┌──
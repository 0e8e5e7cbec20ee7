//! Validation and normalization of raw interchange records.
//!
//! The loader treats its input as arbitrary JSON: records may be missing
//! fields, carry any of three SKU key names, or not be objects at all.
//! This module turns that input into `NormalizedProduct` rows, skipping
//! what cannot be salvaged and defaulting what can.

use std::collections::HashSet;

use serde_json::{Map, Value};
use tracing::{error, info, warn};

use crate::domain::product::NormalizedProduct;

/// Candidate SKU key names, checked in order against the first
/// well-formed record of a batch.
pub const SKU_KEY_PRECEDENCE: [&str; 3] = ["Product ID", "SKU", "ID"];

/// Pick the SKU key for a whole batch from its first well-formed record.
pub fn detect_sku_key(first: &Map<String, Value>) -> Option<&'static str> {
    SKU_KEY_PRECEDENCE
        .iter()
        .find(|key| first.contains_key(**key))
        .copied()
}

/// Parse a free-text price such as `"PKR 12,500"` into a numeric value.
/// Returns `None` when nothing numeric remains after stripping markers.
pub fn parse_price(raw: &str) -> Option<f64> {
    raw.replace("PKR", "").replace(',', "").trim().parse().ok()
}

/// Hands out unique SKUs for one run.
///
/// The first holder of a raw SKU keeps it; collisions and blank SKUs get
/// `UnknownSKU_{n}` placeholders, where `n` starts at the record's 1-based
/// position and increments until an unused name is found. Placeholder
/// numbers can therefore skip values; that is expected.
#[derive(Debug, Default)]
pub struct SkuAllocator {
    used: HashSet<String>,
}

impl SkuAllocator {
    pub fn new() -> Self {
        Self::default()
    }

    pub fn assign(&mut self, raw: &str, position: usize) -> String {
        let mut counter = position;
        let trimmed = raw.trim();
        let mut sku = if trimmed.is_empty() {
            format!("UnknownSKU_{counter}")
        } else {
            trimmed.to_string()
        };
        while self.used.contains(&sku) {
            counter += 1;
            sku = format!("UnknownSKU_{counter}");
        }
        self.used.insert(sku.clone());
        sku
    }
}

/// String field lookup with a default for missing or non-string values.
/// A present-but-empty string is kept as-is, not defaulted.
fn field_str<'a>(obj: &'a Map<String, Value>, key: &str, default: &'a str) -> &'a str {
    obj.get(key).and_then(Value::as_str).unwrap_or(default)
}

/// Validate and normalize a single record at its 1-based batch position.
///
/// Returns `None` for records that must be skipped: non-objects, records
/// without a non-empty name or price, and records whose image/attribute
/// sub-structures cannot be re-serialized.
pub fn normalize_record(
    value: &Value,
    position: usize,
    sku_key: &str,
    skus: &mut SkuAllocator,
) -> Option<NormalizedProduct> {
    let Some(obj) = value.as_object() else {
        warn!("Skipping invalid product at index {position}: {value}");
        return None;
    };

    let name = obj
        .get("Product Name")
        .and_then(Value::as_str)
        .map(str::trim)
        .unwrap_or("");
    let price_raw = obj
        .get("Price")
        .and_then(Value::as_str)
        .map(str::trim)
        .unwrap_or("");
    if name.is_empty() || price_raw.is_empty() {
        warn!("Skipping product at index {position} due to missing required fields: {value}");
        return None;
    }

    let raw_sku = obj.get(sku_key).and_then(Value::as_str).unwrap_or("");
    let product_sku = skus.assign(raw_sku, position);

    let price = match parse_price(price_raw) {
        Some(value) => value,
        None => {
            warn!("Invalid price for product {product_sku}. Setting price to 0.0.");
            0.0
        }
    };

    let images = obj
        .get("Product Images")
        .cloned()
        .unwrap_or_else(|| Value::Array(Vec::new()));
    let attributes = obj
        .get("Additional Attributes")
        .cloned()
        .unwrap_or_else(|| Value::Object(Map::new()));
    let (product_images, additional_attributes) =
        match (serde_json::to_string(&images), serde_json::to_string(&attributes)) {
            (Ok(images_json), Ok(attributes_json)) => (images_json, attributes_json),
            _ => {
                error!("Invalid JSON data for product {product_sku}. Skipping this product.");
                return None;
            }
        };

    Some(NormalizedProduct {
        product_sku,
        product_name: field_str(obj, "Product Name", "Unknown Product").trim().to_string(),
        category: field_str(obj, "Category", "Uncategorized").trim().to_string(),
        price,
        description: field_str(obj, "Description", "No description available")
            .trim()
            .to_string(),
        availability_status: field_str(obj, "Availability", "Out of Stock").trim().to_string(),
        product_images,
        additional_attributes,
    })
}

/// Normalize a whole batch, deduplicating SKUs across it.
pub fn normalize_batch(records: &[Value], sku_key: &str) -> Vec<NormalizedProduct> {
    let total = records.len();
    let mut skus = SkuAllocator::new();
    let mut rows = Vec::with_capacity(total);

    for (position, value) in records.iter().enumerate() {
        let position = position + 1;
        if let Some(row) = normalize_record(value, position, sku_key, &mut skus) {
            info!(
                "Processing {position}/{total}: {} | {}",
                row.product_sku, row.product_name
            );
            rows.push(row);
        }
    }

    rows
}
└──
PROBLEM DETAILS
In the listing, find all lines with the string "assign" and copy them.

YOUR RESPONSE
    pub fn assign(&mut self, raw: &str, position: usize) -> String {
    let product_sku = skus.assign(raw_sku, position);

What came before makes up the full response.